Subsection (c)(2) of section 547 provides:

SECTION 547 (11 U.S.C. § 547)
§ 547. Preferences.
* * * * * *
(c) The trustee may not avoid under this section a transfer—
(2) to the extent that such transfer was—
(A) in payment of a debt incurred by the debtor in the ordinary course of business or financial affairs of the debtor and the transferee;
*301(B) made in the ordinary course of business or financial affairs of the debtor and the transferee; and
(C) made according to ordinary business terms.

The evidence establishes that the payments in question were “in payment of a debt incurred by the debtor in the ordinary course of business or financial affairs of the debtor and the transferee” and “made in the ordinary course of business or financial affairs of the debtor and the transferee.” The question remaining is whether or not the payments were “made according to ordinary business terms.”

Although Raritan’s billing terms were 1% 10, net 30, it is clear that it as well as others in the industry permitted payment of up to 45 days without complaint and with little complaint if payment was within 60 days. The relaxation of terms was largely due to financial difficulties within the steel industry at large. As the court understands it, 98% or more of Raritan’s customers worked within the 60 day constraint.

Raritan, however, had a handful of customers that in spite of dunning, threats of holding up shipments, or being put on “cash before delivery,” were unable to meet these relaxed terms. If not from the inception of their relationship, for over a year prior to its bankruptcy this debtor was among this handful of problem customers.

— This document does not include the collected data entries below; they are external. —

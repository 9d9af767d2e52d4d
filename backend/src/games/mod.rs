pub mod backend_wheel_game;
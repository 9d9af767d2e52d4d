use shared::constants::welcome_message;
use shared::validation::{LoginForm, PlayerProfile};
use web_sys::{HtmlInputElement, SubmitEvent};
use yew::prelude::*;

use crate::hooks::use_form_state;
use crate::styles;

#[derive(Properties, PartialEq)]
pub struct FormViewProps {
    pub on_login: Callback<PlayerProfile>,
}

fn input_value(node: &NodeRef) -> String {
    node.cast::<HtmlInputElement>()
        .map(|input| input.value())
        .unwrap_or_default()
}

#[function_component(FormView)]
pub fn form_view(props: &FormViewProps) -> Html {
    let form_state = use_form_state();
    let name_ref = use_node_ref();
    let surname_ref = use_node_ref();
    let email_ref = use_node_ref();

    let handle_submit = {
        let form_state = form_state.clone();
        let on_login = props.on_login.clone();
        let name_ref = name_ref.clone();
        let surname_ref = surname_ref.clone();
        let email_ref = email_ref.clone();

        Callback::from(move |e: SubmitEvent| {
            e.prevent_default();

            let form = LoginForm::new(
                input_value(&name_ref),
                input_value(&surname_ref),
                input_value(&email_ref),
            );

            match form.validate() {
                Ok(profile) => {
                    form_state.handle_success.emit(welcome_message(profile.name()));
                    on_login.emit(profile);
                }
                Err(err) => {
                    log::debug!("login form rejected: {}", err.code());
                    form_state.handle_error.emit(err.user_message().to_string());
                }
            }
        })
    };

    html! {
        <div class={styles::FORM_CARD}>
            <div class={styles::HEADER}>
                <h2 class={styles::TEXT_H2}>{"Spin the Wheel"}</h2>
                <p class={styles::TEXT_SMALL}>{"Enter your details to get two spins"}</p>
            </div>

            <form class={styles::FORM} onsubmit={handle_submit}>
                <div>
                    <label for="name" class={styles::TEXT_LABEL}>{"Name"}</label>
                    <input id="name" type="text" ref={name_ref} class={styles::INPUT} />
                </div>
                <div>
                    <label for="surname" class={styles::TEXT_LABEL}>{"Surname"}</label>
                    <input id="surname" type="text" ref={surname_ref} class={styles::INPUT} />
                </div>
                <div>
                    <label for="email" class={styles::TEXT_LABEL}>{"Email"}</label>
                    <input id="email" type="text" ref={email_ref} class={styles::INPUT} />
                </div>

                if let Some(message) = form_state.message() {
                    <p class={styles::message_class(message.kind)}>{message.text}</p>
                }

                <button type="submit" class={styles::SUBMIT_BUTTON}>{"Start"}</button>
            </form>
        </div>
    }
}
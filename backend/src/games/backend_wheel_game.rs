use std::sync::Arc;

use axum::{debug_handler, extract::State, routing::get, Json, Router};
use rand::seq::SliceRandom;
use shared::constants::{PRIZE_API_ENDPOINT, PRIZE_ENDPOINT};
use shared::shared_wheel_game::PrizeResponse;

use crate::error::Error;

#[derive(Clone)]
pub struct PrizeState {
    prizes: Arc<Vec<String>>,
}

impl PrizeState {
    pub fn new(prizes: Vec<String>) -> Self {
        Self {
            prizes: Arc::new(prizes),
        }
    }

    fn draw(&self) -> Option<&str> {
        self.prizes.choose(&mut rand::thread_rng()).map(String::as_str)
    }
}

pub fn create_router() -> Router<PrizeState> {
    Router::new()
        .route(PRIZE_ENDPOINT, get(get_prize))
        .route(PRIZE_API_ENDPOINT, get(get_prize))
}

#[debug_handler]
async fn get_prize(State(state): State<PrizeState>) -> Result<Json<PrizeResponse>, Error> {
    let prize = state.draw().ok_or_else(|| {
        tracing::warn!("prize requested but none are configured");
        Error::NoPrizes
    })?;

    tracing::info!("handing out prize {:?}", prize);
    Ok(Json(PrizeResponse {
        prize: prize.to_string(),
    }))
}

#[cfg(test)]
mod tests {
    use super::*;
    use axum::body::{to_bytes, Body};
    use axum::http::{Request, StatusCode};
    use tower::ServiceExt;

    fn app(prizes: &[&str]) -> Router {
        create_router().with_state(PrizeState::new(prizes.iter().map(|p| p.to_string()).collect()))
    }

    async fn get_json(app: Router, uri: &str) -> (StatusCode, serde_json::Value) {
        let response = app
            .oneshot(Request::builder().uri(uri).body(Body::empty()).unwrap())
            .await
            .unwrap();
        let status = response.status();
        let body = to_bytes(response.into_body(), usize::MAX).await.unwrap();
        (status, serde_json::from_slice(&body).unwrap())
    }

    #[tokio::test]
    async fn test_prize_from_configured_list() {
        let prizes = ["Free Coffee", "Gift Card"];
        for uri in [PRIZE_ENDPOINT, PRIZE_API_ENDPOINT] {
            let (status, body) = get_json(app(&prizes), uri).await;
            assert_eq!(status, StatusCode::OK);
            let prize = body["prize"].as_str().unwrap();
            assert!(prizes.contains(&prize));
        }
    }

    #[tokio::test]
    async fn test_no_prizes_is_unavailable() {
        let (status, body) = get_json(app(&[]), PRIZE_ENDPOINT).await;
        assert_eq!(status, StatusCode::SERVICE_UNAVAILABLE);
        assert_eq!(body["error"], "No prizes available");
    }

    #[tokio::test]
    async fn test_response_parses_as_prize() {
        let (_, body) = get_json(app(&["Mug"]), PRIZE_ENDPOINT).await;
        let response: PrizeResponse = serde_json::from_value(body).unwrap();
        assert_eq!(response.into_prize().unwrap(), "Mug");
    }
}
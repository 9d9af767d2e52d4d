use shared::wheel_session::MessageKind;

pub const CONTAINER: &str = "min-h-screen bg-gray-50 dark:bg-gray-900 w-full px-4 sm:px-6 lg:px-8";
pub const FLEX_CENTER: &str = "flex min-h-[80vh] flex-col justify-center px-6 py-12 lg:px-8";
pub const FORM: &str = "mt-4 space-y-4";
pub const FORM_CARD: &str = "bg-white dark:bg-gray-900 rounded-xl shadow-xl p-8 max-w-md w-full mx-auto border border-gray-200/50 dark:border-gray-700/50";
pub const WHEEL_CARD: &str = "bg-white dark:bg-gray-800 p-6 sm:p-8 rounded-2xl shadow-xl max-w-2xl mx-auto border border-gray-100 dark:border-gray-700";
pub const HEADER: &str = "mb-6 text-center";
pub const INPUT: &str = "mt-2 block w-full rounded-lg border-0 bg-white dark:bg-gray-900 py-2 px-3 text-gray-900 dark:text-white shadow-sm ring-1 ring-inset ring-gray-300 dark:ring-gray-700 placeholder:text-gray-400 focus:ring-2 focus:ring-blue-600";
pub const TEXT_H2: &str = "text-2xl font-bold text-gray-900 dark:text-white";
pub const TEXT_SMALL: &str = "text-sm text-gray-500 dark:text-gray-400";
pub const TEXT_LABEL: &str = "block text-sm font-medium text-gray-900 dark:text-white";
pub const SUBMIT_BUTTON: &str = "w-full py-3 px-4 text-sm font-semibold text-white bg-gradient-to-r from-blue-600 to-blue-700 hover:from-blue-700 hover:to-blue-800 rounded-lg transition-all duration-200";
pub const SPIN_BUTTON: &str = "w-full px-8 py-4 rounded-full font-bold text-lg text-white bg-gradient-to-r from-yellow-400 to-orange-500 hover:from-yellow-500 hover:to-orange-600 shadow-lg transition-all duration-300";
pub const SPIN_BUTTON_DISABLED: &str = "w-full px-8 py-4 rounded-full font-bold text-lg text-white bg-gradient-to-r from-gray-400 to-gray-500 opacity-75 cursor-not-allowed";
pub const BACK_LINK: &str = "text-sm text-blue-600 dark:text-blue-400 hover:text-blue-700 dark:hover:text-blue-300 cursor-pointer transition-colors duration-200";
pub const BACK_LINK_DISABLED: &str = "text-sm text-gray-400 cursor-not-allowed";

const MESSAGE_BASE: &str = "p-3 rounded-lg text-center";
const MESSAGE_SUCCESS: &str = "text-green-500 bg-green-50 dark:bg-green-900/20";
const MESSAGE_ERROR: &str = "text-red-500 bg-red-50 dark:bg-red-900/20";
const MESSAGE_DEFAULT: &str = "text-gray-600 dark:text-gray-300";

pub fn message_class(kind: MessageKind) -> String {
    let tone = match kind {
        MessageKind::Success => MESSAGE_SUCCESS,
        MessageKind::Error => MESSAGE_ERROR,
        MessageKind::Default => MESSAGE_DEFAULT,
    };
    format!("{} {}", MESSAGE_BASE, tone)
}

Because the situation of debtor vis-a-vis Raritan was ongoing and not extraordinary, Raritan argues it hence was “ordinary” as that term is used in subsection (c)(2)(C) of section 547. The court disagrees. To define the term “ordinary” to be less than what Raritan demanded (although it chose not to enforce its demands) and what the debtor understood those demands to be would totally undermine the very policy underlying the preference statute.

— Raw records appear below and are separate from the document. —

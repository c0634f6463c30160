//! Chat event model
//!
//! Every message that crosses the chat actor, inbound requests and the
//! outbound `agent_message.*` lifecycle feed alike, is a [`ChatEvent`]. The
//! wire discriminator is the `type` field, which is also the actor routing
//! key returned by [`Event::event_type`].

use chrono::Utc;
use llm::{PromptMessageTool, PromptRole, Usage};
use parley_core::Event;
use serde::{Deserialize, Serialize};

// ============================================================================
// Event Type Strings
// ============================================================================

pub const EVENT_SEND_MESSAGE: &str = "message.send";
pub const EVENT_INTERRUPT: &str = "agent_message.interrupt";
pub const EVENT_CREATED: &str = "agent_message.created";
pub const EVENT_IN_PROGRESS: &str = "agent_message.in_progress";
pub const EVENT_OUTPUT_ITEM_ADDED: &str = "agent_message.output_item.added";
pub const EVENT_CONTENT_PART_ADDED: &str = "agent_message.content_part.added";
pub const EVENT_TEXT_DELTA: &str = "agent_message.output_text.delta";
pub const EVENT_TEXT_DONE: &str = "agent_message.output_text.done";
pub const EVENT_CONTENT_PART_DONE: &str = "agent_message.content_part.done";
pub const EVENT_OUTPUT_ITEM_DONE: &str = "agent_message.output_item.done";
pub const EVENT_FUNCTION_CALL_ARGUMENTS_DELTA: &str = "agent_message.function_call_arguments.delta";
pub const EVENT_FUNCTION_CALL_ARGUMENTS_DONE: &str = "agent_message.function_call_arguments.done";
pub const EVENT_COMPLETED: &str = "agent_message.completed";
pub const EVENT_FAILED: &str = "agent_message.failed";
pub const EVENT_INCOMPLETE: &str = "agent_message.incomplete";
pub const EVENT_ERROR: &str = "error";

// ============================================================================
// Chat Events
// ============================================================================

#[derive(Debug, Clone, PartialEq, Serialize, Deserialize)]
pub struct ChatEvent {
  pub event_id: String,
  /// Unix milliseconds
  pub created_at: i64,
  #[serde(flatten)]
  pub kind: ChatEventKind,
}

impl ChatEvent {
  /// Wrap `kind` with a fresh time-ordered id
  pub fn new(kind: ChatEventKind) -> Self {
    Self {
      event_id: uuid::Uuid::now_v7().to_string(),
      created_at: Utc::now().timestamp_millis(),
      kind,
    }
  }

  /// The agent message snapshot carried by lifecycle events
  pub fn agent_message(&self) -> Option<&AgentMessage> {
    match &self.kind {
      ChatEventKind::Created { agent_message }
      | ChatEventKind::InProgress { agent_message }
      | ChatEventKind::Completed { agent_message }
      | ChatEventKind::Failed { agent_message }
      | ChatEventKind::Incomplete { agent_message } => Some(agent_message),
      _ => None,
    }
  }

  pub fn is_terminal(&self) -> bool {
    matches!(
      self.kind,
      ChatEventKind::Completed { .. } | ChatEventKind::Failed { .. } | ChatEventKind::Incomplete { .. }
    )
  }
}

impl Event for ChatEvent {
  fn id(&self) -> &str {
    &self.event_id
  }

  fn event_type(&self) -> &str {
    self.kind.event_type()
  }
}

#[derive(Debug, Clone, PartialEq, Serialize, Deserialize)]
#[serde(tag = "type")]
pub enum ChatEventKind {
  // Inbound
  #[serde(rename = "message.send")]
  SendMessage(SendMessage),
  #[serde(rename = "agent_message.interrupt")]
  Interrupt { response_id: String },

  // Outbound lifecycle
  #[serde(rename = "agent_message.created")]
  Created { agent_message: AgentMessage },
  #[serde(rename = "agent_message.in_progress")]
  InProgress { agent_message: AgentMessage },
  #[serde(rename = "agent_message.output_item.added")]
  OutputItemAdded { output_index: usize, item: OutputItem },
  #[serde(rename = "agent_message.content_part.added")]
  ContentPartAdded {
    item_id: String,
    output_index: usize,
    content_index: usize,
    part: OutputContent,
  },
  #[serde(rename = "agent_message.output_text.delta")]
  TextDelta {
    item_id: String,
    output_index: usize,
    content_index: usize,
    delta: String,
  },
  #[serde(rename = "agent_message.output_text.done")]
  TextDone {
    item_id: String,
    output_index: usize,
    content_index: usize,
    text: String,
  },
  #[serde(rename = "agent_message.content_part.done")]
  ContentPartDone {
    item_id: String,
    output_index: usize,
    content_index: usize,
    part: OutputContent,
  },
  #[serde(rename = "agent_message.output_item.done")]
  OutputItemDone { output_index: usize, item: OutputItem },
  #[serde(rename = "agent_message.function_call_arguments.delta")]
  FunctionCallArgumentsDelta {
    item_id: String,
    output_index: usize,
    delta: String,
  },
  #[serde(rename = "agent_message.function_call_arguments.done")]
  FunctionCallArgumentsDone {
    item_id: String,
    output_index: usize,
    arguments: String,
  },
  #[serde(rename = "agent_message.completed")]
  Completed { agent_message: AgentMessage },
  #[serde(rename = "agent_message.failed")]
  Failed { agent_message: AgentMessage },
  #[serde(rename = "agent_message.incomplete")]
  Incomplete { agent_message: AgentMessage },
  #[serde(rename = "error")]
  Error {
    #[serde(default, skip_serializing_if = "Option::is_none")]
    code: Option<String>,
    message: String,
  },
}

impl ChatEventKind {
  pub fn event_type(&self) -> &'static str {
    match self {
      ChatEventKind::SendMessage(_) => EVENT_SEND_MESSAGE,
      ChatEventKind::Interrupt { .. } => EVENT_INTERRUPT,
      ChatEventKind::Created { .. } => EVENT_CREATED,
      ChatEventKind::InProgress { .. } => EVENT_IN_PROGRESS,
      ChatEventKind::OutputItemAdded { .. } => EVENT_OUTPUT_ITEM_ADDED,
      ChatEventKind::ContentPartAdded { .. } => EVENT_CONTENT_PART_ADDED,
      ChatEventKind::TextDelta { .. } => EVENT_TEXT_DELTA,
      ChatEventKind::TextDone { .. } => EVENT_TEXT_DONE,
      ChatEventKind::ContentPartDone { .. } => EVENT_CONTENT_PART_DONE,
      ChatEventKind::OutputItemDone { .. } => EVENT_OUTPUT_ITEM_DONE,
      ChatEventKind::FunctionCallArgumentsDelta { .. } => EVENT_FUNCTION_CALL_ARGUMENTS_DELTA,
      ChatEventKind::FunctionCallArgumentsDone { .. } => EVENT_FUNCTION_CALL_ARGUMENTS_DONE,
      ChatEventKind::Completed { .. } => EVENT_COMPLETED,
      ChatEventKind::Failed { .. } => EVENT_FAILED,
      ChatEventKind::Incomplete { .. } => EVENT_INCOMPLETE,
      ChatEventKind::Error { .. } => EVENT_ERROR,
    }
  }
}

/// A user turn asking for an assistant response
#[derive(Debug, Clone, Default, PartialEq, Serialize, Deserialize)]
pub struct SendMessage {
  /// Id of the stored user message this turn answers
  #[serde(default)]
  pub message_id: String,
  /// Reuse a caller-chosen response id instead of generating one
  #[serde(default, skip_serializing_if = "Option::is_none")]
  pub response_id: Option<String>,
  pub input: Vec<InputItem>,
  #[serde(default, skip_serializing_if = "Vec::is_empty")]
  pub tools: Vec<PromptMessageTool>,
}

// ============================================================================
// Input Items
// ============================================================================

#[derive(Debug, Clone, PartialEq, Eq, Serialize, Deserialize)]
#[serde(tag = "type", rename_all = "snake_case")]
pub enum InputContent {
  InputText { text: String },
}

#[derive(Debug, Clone, PartialEq, Eq, Serialize, Deserialize)]
#[serde(tag = "type", rename_all = "snake_case")]
pub enum InputItem {
  Message { role: PromptRole, content: Vec<InputContent> },
  FunctionCall { call_id: String, name: String, arguments: String },
  FunctionCallOutput { call_id: String, output: String },
}

impl InputItem {
  pub fn user_text(text: impl Into<String>) -> Self {
    InputItem::Message {
      role: PromptRole::User,
      content: vec![InputContent::InputText { text: text.into() }],
    }
  }
}

// ============================================================================
// Agent Message
// ============================================================================

#[derive(Debug, Clone, Copy, Default, PartialEq, Eq, Serialize, Deserialize)]
#[serde(rename_all = "snake_case")]
pub enum AgentMessageStatus {
  #[default]
  InProgress,
  Completed,
  Failed,
  Incomplete,
}

/// Who stopped an incomplete response
#[derive(Debug, Clone, Copy, Default, PartialEq, Eq, Serialize, Deserialize)]
#[serde(rename_all = "snake_case")]
pub enum InterruptType {
  #[default]
  None,
  User,
  System,
}

#[derive(Debug, Clone, Copy, PartialEq, Eq, Serialize, Deserialize)]
#[serde(rename_all = "snake_case")]
pub enum IncompleteReason {
  MaxOutputTokens,
  ContentFilter,
}

#[derive(Debug, Clone, Copy, PartialEq, Eq, Serialize, Deserialize)]
pub struct IncompleteDetails {
  pub reason: IncompleteReason,
}

#[derive(Debug, Clone, Copy, PartialEq, Eq, Serialize, Deserialize)]
#[serde(rename_all = "snake_case")]
pub enum ResponseErrorCode {
  ServerError,
  LlmRequestLength,
}

#[derive(Debug, Clone, PartialEq, Eq, Serialize, Deserialize)]
pub struct ResponseError {
  pub code: ResponseErrorCode,
  pub message: String,
}

#[derive(Debug, Clone, Copy, Default, PartialEq, Eq, Serialize, Deserialize)]
pub struct ResponseUsage {
  pub input_tokens: u64,
  pub output_tokens: u64,
  pub total_tokens: u64,
}

impl From<&Usage> for ResponseUsage {
  fn from(usage: &Usage) -> Self {
    Self {
      input_tokens: usage.prompt_tokens,
      output_tokens: usage.completion_tokens,
      total_tokens: usage.total_tokens,
    }
  }
}

#[derive(Debug, Clone, Copy, Default, PartialEq, Eq, Serialize, Deserialize)]
#[serde(rename_all = "snake_case")]
pub enum ItemStatus {
  #[default]
  InProgress,
  Completed,
}

#[derive(Debug, Clone, PartialEq, Eq, Serialize, Deserialize)]
#[serde(tag = "type", rename_all = "snake_case")]
pub enum OutputContent {
  OutputText { text: String },
}

impl OutputContent {
  pub fn text(&self) -> &str {
    match self {
      OutputContent::OutputText { text } => text,
    }
  }
}

#[derive(Debug, Clone, PartialEq, Eq, Serialize, Deserialize)]
pub struct OutputMessage {
  pub id: String,
  pub role: PromptRole,
  pub content: Vec<OutputContent>,
  pub status: ItemStatus,
}

#[derive(Debug, Clone, PartialEq, Eq, Serialize, Deserialize)]
pub struct FunctionToolCall {
  pub id: String,
  pub call_id: String,
  pub name: String,
  #[serde(default)]
  pub arguments: String,
  pub status: ItemStatus,
}

#[derive(Debug, Clone, PartialEq, Eq, Serialize, Deserialize)]
#[serde(tag = "type", rename_all = "snake_case")]
pub enum OutputItem {
  Message(OutputMessage),
  FunctionCall(FunctionToolCall),
}

impl OutputItem {
  pub fn id(&self) -> &str {
    match self {
      OutputItem::Message(message) => &message.id,
      OutputItem::FunctionCall(call) => &call.id,
    }
  }
}

/// The assistant response as it accumulates during generation
#[derive(Debug, Clone, Default, PartialEq, Serialize, Deserialize)]
pub struct AgentMessage {
  pub id: String,
  /// The user message this response answers
  #[serde(default)]
  pub message_id: String,
  pub status: AgentMessageStatus,
  #[serde(default)]
  pub output: Vec<OutputItem>,
  /// Plain-text rendering of every text part
  #[serde(default)]
  pub alt_text: String,
  #[serde(default, skip_serializing_if = "Option::is_none")]
  pub usage: Option<ResponseUsage>,
  #[serde(default, skip_serializing_if = "Option::is_none")]
  pub error: Option<ResponseError>,
  #[serde(default)]
  pub interrupt_type: InterruptType,
  #[serde(default, skip_serializing_if = "Option::is_none")]
  pub incomplete_details: Option<IncompleteDetails>,
  #[serde(default)]
  pub tools: Vec<PromptMessageTool>,
  pub created_at: i64,
  pub updated_at: i64,
}

impl AgentMessage {
  pub fn new(id: impl Into<String>, message_id: impl Into<String>) -> Self {
    let now = Utc::now().timestamp_millis();
    Self {
      id: id.into(),
      message_id: message_id.into(),
      created_at: now,
      updated_at: now,
      ..Default::default()
    }
  }

  pub fn touch(&mut self) {
    self.updated_at = Utc::now().timestamp_millis();
  }
}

The laws relating to preferences are intended to avoid payments or transfers to creditors on the eve of bankruptcy on antecedent debt, which payments or transfers have the effect of preferring those creditors over other creditors similarly situated but unpaid. They have been described as deterrents to grab law tactics and have as their purpose promoting the policy of equality of distribution among creditors of insolvent debtors.1

There are a number of types of payments or transfers, however, which are not to be deemed to be implicated in this general policy,2 one of which is addressed in (c)(2). § 547(c)(2), 11 U.S.C. It excepts creditors who, though receiving payments or transfers on antecedent debt, have done so only in the ordinary or usual course of business. The exception makes sense because in the real world, many types of debt, though antecedent in time, are not due or normally are not paid until after product is delivered or a service rendered. Thus, grab law tactics are not involved, and any payments or transfers made are within the expectancy of creditors at large.

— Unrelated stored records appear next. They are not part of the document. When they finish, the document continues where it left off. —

//! Deterministic in-process provider
//!
//! Plays back a fixed list of steps instead of calling a vendor API. Used by
//! the CLI demo and by every chat runner test.

use std::{sync::Arc, time::Duration};

use async_trait::async_trait;
use parking_lot::Mutex;
use streams::{Stream, StreamError};
use tokio_util::sync::CancellationToken;
use tracing::{debug, trace};

use crate::{ChatRequest, FINISH_STOP, LlmError, LlmProvider, LlmResultChunk, Result};

const DEFAULT_STREAM_CAPACITY: usize = 16;

/// One scripted action on the chunk stream
#[derive(Debug, Clone)]
pub enum ScriptStep {
  /// Emit a chunk
  Chunk(LlmResultChunk),
  /// End the stream with an upstream error
  Error(String),
  /// Emit nothing more until the stream is closed or cancelled
  Hang,
}

#[derive(Clone)]
pub struct ScriptedProvider {
  inner: Arc<ScriptedInner>,
}

struct ScriptedInner {
  name: String,
  steps: Vec<ScriptStep>,
  chunk_delay: Option<Duration>,
  open_error: Option<String>,
  capacity: usize,
  available: bool,
  requests: Mutex<Vec<ChatRequest>>,
}

impl ScriptedProvider {
  pub fn new(name: impl Into<String>, steps: Vec<ScriptStep>) -> Self {
    Self {
      inner: Arc::new(ScriptedInner {
        name: name.into(),
        steps,
        chunk_delay: None,
        open_error: None,
        capacity: DEFAULT_STREAM_CAPACITY,
        available: true,
        requests: Mutex::new(Vec::new()),
      }),
    }
  }

  /// Stream `parts` as text deltas, then finish with `stop`.
  pub fn from_text(model: &str, parts: &[&str]) -> Self {
    let mut steps: Vec<ScriptStep> = parts
      .iter()
      .enumerate()
      .map(|(i, part)| ScriptStep::Chunk(LlmResultChunk::text(model, i as u64, *part)))
      .collect();
    steps.push(ScriptStep::Chunk(LlmResultChunk::finish(
      model,
      parts.len() as u64,
      FINISH_STOP,
      None,
    )));
    Self::new("scripted", steps)
  }

  /// A provider whose `chat_stream` fails before producing a stream
  pub fn failing(message: impl Into<String>) -> Self {
    let mut provider = Self::new("scripted", Vec::new());
    provider.with_inner(|inner| inner.open_error = Some(message.into()));
    provider
  }

  /// Sleep before every step
  pub fn with_delay(mut self, delay: Duration) -> Self {
    self.with_inner(|inner| inner.chunk_delay = Some(delay));
    self
  }

  /// Buffer size of every chunk stream this provider opens
  pub fn with_capacity(mut self, capacity: usize) -> Self {
    self.with_inner(|inner| inner.capacity = capacity.max(1));
    self
  }

  /// Report the provider as unavailable, so callers refuse to open streams
  pub fn unavailable(mut self) -> Self {
    self.with_inner(|inner| inner.available = false);
    self
  }

  pub fn capacity(&self) -> usize {
    self.inner.capacity
  }

  /// Every request seen so far, oldest first
  pub fn requests(&self) -> Vec<ChatRequest> {
    self.inner.requests.lock().clone()
  }

  pub fn last_request(&self) -> Option<ChatRequest> {
    self.inner.requests.lock().last().cloned()
  }

  fn with_inner(&mut self, f: impl FnOnce(&mut ScriptedInner)) {
    // Builders run before the provider is shared
    if let Some(inner) = Arc::get_mut(&mut self.inner) {
      f(inner);
    }
  }
}

#[async_trait]
impl LlmProvider for ScriptedProvider {
  fn name(&self) -> &str {
    &self.inner.name
  }

  fn is_available(&self) -> bool {
    self.inner.available
  }

  async fn chat_stream(&self, cancel: &CancellationToken, request: ChatRequest) -> Result<Stream<LlmResultChunk>> {
    debug!(
      provider = %self.inner.name,
      model = %request.model,
      messages = request.messages.len(),
      "Opening scripted stream"
    );
    self.inner.requests.lock().push(request);

    if cancel.is_cancelled() {
      return Err(LlmError::Cancelled);
    }
    if !self.inner.available {
      return Err(LlmError::Unavailable(self.inner.name.clone()));
    }
    if let Some(message) = &self.inner.open_error {
      return Err(LlmError::Request(message.clone()));
    }

    let stream = Stream::new(cancel, self.inner.capacity);
    tokio::spawn(play(Arc::clone(&self.inner), stream.clone()));
    Ok(stream)
  }
}

async fn play(inner: Arc<ScriptedInner>, stream: Stream<LlmResultChunk>) {
  for step in &inner.steps {
    if let Some(delay) = inner.chunk_delay {
      tokio::select! {
        _ = stream.closed() => return,
        _ = tokio::time::sleep(delay) => {}
      }
    }

    match step {
      ScriptStep::Chunk(chunk) => {
        if let Err(e) = stream.send(chunk.clone()).await {
          trace!(error = %e, "Scripted stream closed by consumer");
          return;
        }
      }
      ScriptStep::Error(message) => {
        let _ = stream.send_error(StreamError::upstream(message));
        return;
      }
      ScriptStep::Hang => {
        stream.closed().await;
        return;
      }
    }
  }

  stream.close_send();
}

The payments by this debtor to Raritan were extraordinary not only in terms of its standards for payment, but also of those of the industry as a whole. They could be said to be ordinary only if its unhappy relationship with the debtor was viewed as the appropriate benchmark. That this ought not be the benchmark is patently obvious. Such an exception would consume preference policy.

The trustee therefore is entitled to a judgment against Raritan for the payments in question.

Submit order and judgment on five days notice.

So Ordered.

. Yellowhouse Machinery Co. v. Mack, 704 F.2d 820, 822 (5th Cir.1983); Grover v. Gulino, 779 F.2d 546, 548-549 (9th Cir.1985); See also, 4 Collier on Bankruptcy, § 547.01 (15th ed. 1987); Countryman, The Concept of a Voidable Preference in Bankruptcy, 38 Vand.L.Rev. 713, § 547.01, note 1, at 748.

. See, § 547(c)(1-7).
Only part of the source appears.